Material to process –
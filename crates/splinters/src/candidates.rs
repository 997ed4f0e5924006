// Standard Library Imports
use std::iter;

// External Crate Imports
use derive_more::Constructor;

// Local Crate Imports
use crate::ChainGenerator;

// Public API ==========================================================================================================

/// The combined composition of every chain of one kind, before it's been split between those chains
#[derive(Copy, Clone, Eq, PartialEq, Debug, Constructor)]
pub(crate) struct ChainCandidate {
    pub chain_count: u32,
    pub carbon_count: u32,
    pub double_bond_count: u32,
    pub oxidized_count: u32,
    pub minimum_oxidized_count: u32,
}

/// The composition of a single chain, ordered by carbons, then double bonds, then oxidations
#[derive(Copy, Clone, Eq, PartialEq, Ord, PartialOrd, Hash, Debug, Default, Constructor)]
pub(crate) struct ChainShape {
    pub carbon_count: u32,
    pub double_bond_count: u32,
    pub oxidized_count: u32,
}

impl ChainCandidate {
    /// Every split of this candidate into individual chains, each sorted in non-decreasing order
    pub(crate) fn split<G: ChainGenerator>(
        self,
        generator: &G,
        min_length: u32,
    ) -> impl Iterator<Item = Vec<ChainShape>> {
        let splitter = Splitter {
            generator,
            min_length,
            minimum_oxidized: self.minimum_oxidized_count,
        };
        let prefix = Vec::new();
        splitter.split(Remainder::from(self), ChainShape::default(), prefix)
    }
}

// Private Types =======================================================================================================

struct Splitter<'g, G> {
    generator: &'g G,
    min_length: u32,
    minimum_oxidized: u32,
}

// NOTE: A derived `Copy` would needlessly require `G: Copy`
impl<G> Clone for Splitter<'_, G> {
    fn clone(&self) -> Self {
        *self
    }
}

impl<G> Copy for Splitter<'_, G> {}

#[derive(Copy, Clone, Eq, PartialEq, Debug)]
struct Remainder {
    chains: u32,
    carbons: u32,
    double_bonds: u32,
    oxidized: u32,
}

impl From<ChainCandidate> for Remainder {
    fn from(candidate: ChainCandidate) -> Self {
        Self {
            chains: candidate.chain_count,
            carbons: candidate.carbon_count,
            double_bonds: candidate.double_bond_count,
            oxidized: candidate.oxidized_count,
        }
    }
}

impl Remainder {
    const fn is_empty(self) -> bool {
        self.carbons == 0 && self.double_bonds == 0 && self.oxidized == 0
    }

    // NOTE: Only ever called with shapes from `Splitter::next_shapes()`, which never overdraw the remainder
    const fn take(self, shape: ChainShape) -> Self {
        Self {
            chains: self.chains - 1,
            carbons: self.carbons - shape.carbon_count,
            double_bonds: self.double_bonds - shape.double_bond_count,
            oxidized: self.oxidized - shape.oxidized_count,
        }
    }
}

// Recursive Splitting =================================================================================================

type Splits<'g> = Box<dyn Iterator<Item = Vec<ChainShape>> + 'g>;

impl<'g, G: ChainGenerator> Splitter<'g, G> {
    // NOTE: Chains are chosen in non-decreasing order (each new chain is at least `floor`), so every multiset of chains
    // is reached exactly once. Every level clones its own `prefix`, so yielded `Vec`s never alias one another
    fn split(self, remainder: Remainder, floor: ChainShape, prefix: Vec<ChainShape>) -> Splits<'g> {
        if remainder.chains == 0 {
            return if remainder.is_empty() {
                Box::new(iter::once(prefix))
            } else {
                Box::new(iter::empty())
            };
        }

        // Every chain left to place still needs its minimum length and oxidation
        let falls_short = |per_chain: u32, available: u32| {
            per_chain.checked_mul(remainder.chains).is_none_or(|needed| available < needed)
        };
        let too_short = falls_short(self.min_length, remainder.carbons);
        let under_oxidized = falls_short(self.minimum_oxidized, remainder.oxidized);
        if too_short || under_oxidized {
            return Box::new(iter::empty());
        }

        // The last chain has to take whatever is left, so there's no need to search for it
        if remainder.chains == 1 {
            let last = ChainShape::new(remainder.carbons, remainder.double_bonds, remainder.oxidized);
            return if last >= floor && self.is_valid(last) {
                let mut chains = prefix;
                chains.push(last);
                Box::new(iter::once(chains))
            } else {
                Box::new(iter::empty())
            };
        }

        Box::new(self.next_shapes(remainder, floor).flat_map(move |shape| {
            let mut chains = prefix.clone();
            chains.push(shape);
            self.split(remainder.take(shape), shape, chains)
        }))
    }

    fn next_shapes(self, remainder: Remainder, floor: ChainShape) -> impl Iterator<Item = ChainShape> + 'g {
        let Remainder {
            chains,
            carbons,
            double_bonds,
            oxidized,
        } = remainder;
        // Every chain after this one is at least as long, and needs its own share of the oxidation
        let longest = carbons / chains;
        let most_oxidized = oxidized - self.minimum_oxidized * (chains - 1);

        (floor.carbon_count.max(self.min_length)..=longest)
            .filter(move |&c| self.generator.carbon_is_valid(c))
            .flat_map(move |c| {
                let fewest = if c == floor.carbon_count {
                    floor.double_bond_count
                } else {
                    0
                };
                (fewest..=double_bonds)
                    .filter(move |&d| self.generator.double_bond_is_valid(c, d))
                    .map(move |d| (c, d))
            })
            .flat_map(move |(c, d)| {
                let fewest = if (c, d) == (floor.carbon_count, floor.double_bond_count) {
                    floor.oxidized_count.max(self.minimum_oxidized)
                } else {
                    self.minimum_oxidized
                };
                (fewest..=most_oxidized).map(move |o| ChainShape::new(c, d, o))
            })
    }

    fn is_valid(&self, shape: ChainShape) -> bool {
        let ChainShape {
            carbon_count,
            double_bond_count,
            oxidized_count,
        } = shape;
        carbon_count >= self.min_length
            && oxidized_count >= self.minimum_oxidized
            && self.generator.carbon_is_valid(carbon_count)
            && self.generator.double_bond_is_valid(carbon_count, double_bond_count)
    }
}

// Module Tests ========================================================================================================

#[cfg(test)]
mod tests {
    use itertools::Itertools;
    use lipochem::Chain;

    use super::*;

    // Accepts every chain with at least one carbon, and any number of double bonds that fit
    struct Permissive;

    impl ChainGenerator for Permissive {
        fn carbon_is_valid(&self, carbon_count: u32) -> bool {
            carbon_count > 0
        }

        fn double_bond_is_valid(&self, carbon_count: u32, double_bond_count: u32) -> bool {
            double_bond_count < carbon_count
        }

        fn generate(&self, chain: &Chain) -> impl Iterator<Item = Chain> {
            iter::once(chain.clone())
        }
    }

    // The usual "every third carbon" rule
    struct Omega;

    impl ChainGenerator for Omega {
        fn carbon_is_valid(&self, carbon_count: u32) -> bool {
            carbon_count > 0
        }

        fn double_bond_is_valid(&self, carbon_count: u32, double_bond_count: u32) -> bool {
            u64::from(carbon_count) >= 3 * u64::from(double_bond_count) + 3
        }

        fn generate(&self, chain: &Chain) -> impl Iterator<Item = Chain> {
            iter::once(chain.clone())
        }
    }

    fn splits(generator: &impl ChainGenerator, candidate: ChainCandidate, min_length: u32) -> Vec<String> {
        candidate
            .split(generator, min_length)
            .map(|shapes| {
                shapes
                    .iter()
                    .map(|s| format!("{}:{};{}", s.carbon_count, s.double_bond_count, s.oxidized_count))
                    .join(" ")
            })
            .collect()
    }

    #[test]
    fn empty_candidates() {
        let nothing = ChainCandidate::new(0, 0, 0, 0, 0);
        assert_eq!(nothing.split(&Permissive, 2).collect_vec(), vec![Vec::new()]);

        let leftovers = ChainCandidate::new(0, 18, 0, 0, 0);
        assert_eq!(leftovers.split(&Permissive, 2).count(), 0);
        let leftovers = ChainCandidate::new(0, 0, 1, 0, 0);
        assert_eq!(leftovers.split(&Permissive, 2).count(), 0);
    }

    #[test]
    fn single_chains() {
        assert_eq!(splits(&Omega, ChainCandidate::new(1, 18, 2, 0, 0), 2), vec!["18:2;0"]);
        assert_eq!(splits(&Omega, ChainCandidate::new(1, 18, 2, 3, 2), 2), vec!["18:2;3"]);
        // Too unsaturated, too short, and under-oxidized
        assert!(splits(&Omega, ChainCandidate::new(1, 8, 3, 0, 0), 2).is_empty());
        assert!(splits(&Omega, ChainCandidate::new(1, 4, 0, 0, 0), 6).is_empty());
        assert!(splits(&Omega, ChainCandidate::new(1, 18, 1, 1, 2), 2).is_empty());
    }

    #[test]
    fn canonical_pairs() {
        let pairs = splits(&Omega, ChainCandidate::new(2, 12, 1, 0, 0), 4);
        assert_eq!(
            pairs,
            vec![
                "4:0;0 8:1;0",
                "5:0;0 7:1;0",
                "6:0;0 6:1;0",
            ]
        );

        let pairs = splits(&Permissive, ChainCandidate::new(2, 4, 0, 1, 0), 2);
        assert_eq!(pairs, vec!["2:0;0 2:0;1"]);
    }

    #[test]
    fn oxidation_minimums() {
        let pairs = splits(&Omega, ChainCandidate::new(2, 36, 0, 5, 2), 18);
        assert_eq!(pairs, vec!["18:0;2 18:0;3"]);

        assert!(splits(&Omega, ChainCandidate::new(2, 36, 0, 3, 2), 18).is_empty());
    }

    #[test]
    fn absurd_candidates() {
        assert!(splits(&Omega, ChainCandidate::new(1, 18, 2_000_000_000, 0, 0), 2).is_empty());
        assert!(splits(&Omega, ChainCandidate::new(3_000_000_000, u32::MAX, 0, 0, 0), 2).is_empty());
        assert!(splits(&Omega, ChainCandidate::new(3_000_000_000, 36, 0, u32::MAX, 2), 0).is_empty());
        assert_eq!(
            splits(&Omega, ChainCandidate::new(1, u32::MAX, 0, 0, 0), u32::MAX),
            vec![format!("{}:0;0", u32::MAX)]
        );
    }

    #[test]
    fn no_repeated_multisets() {
        let triples = ChainCandidate::new(3, 30, 2, 1, 0).split(&Permissive, 2).collect_vec();
        assert!(!triples.is_empty());
        for chains in &triples {
            assert_eq!(chains.len(), 3);
            assert!(chains.iter().tuple_windows().all(|(a, b)| a <= b));
            assert_eq!(chains.iter().map(|s| s.carbon_count).sum::<u32>(), 30);
            assert_eq!(chains.iter().map(|s| s.double_bond_count).sum::<u32>(), 2);
            assert_eq!(chains.iter().map(|s| s.oxidized_count).sum::<u32>(), 1);
        }
        assert!(triples.iter().all_unique());
    }
}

What is needed – Look through the entries and copy every line in which the string "once" appears.

Output below –
    // is reached exactly once. Every level clones its own `prefix`, so yielded `Vec`s never alias one another
                Box::new(iter::once(prefix))
                Box::new(iter::once(chains))
            iter::once(chain.clone())
            iter::once(chain.clone())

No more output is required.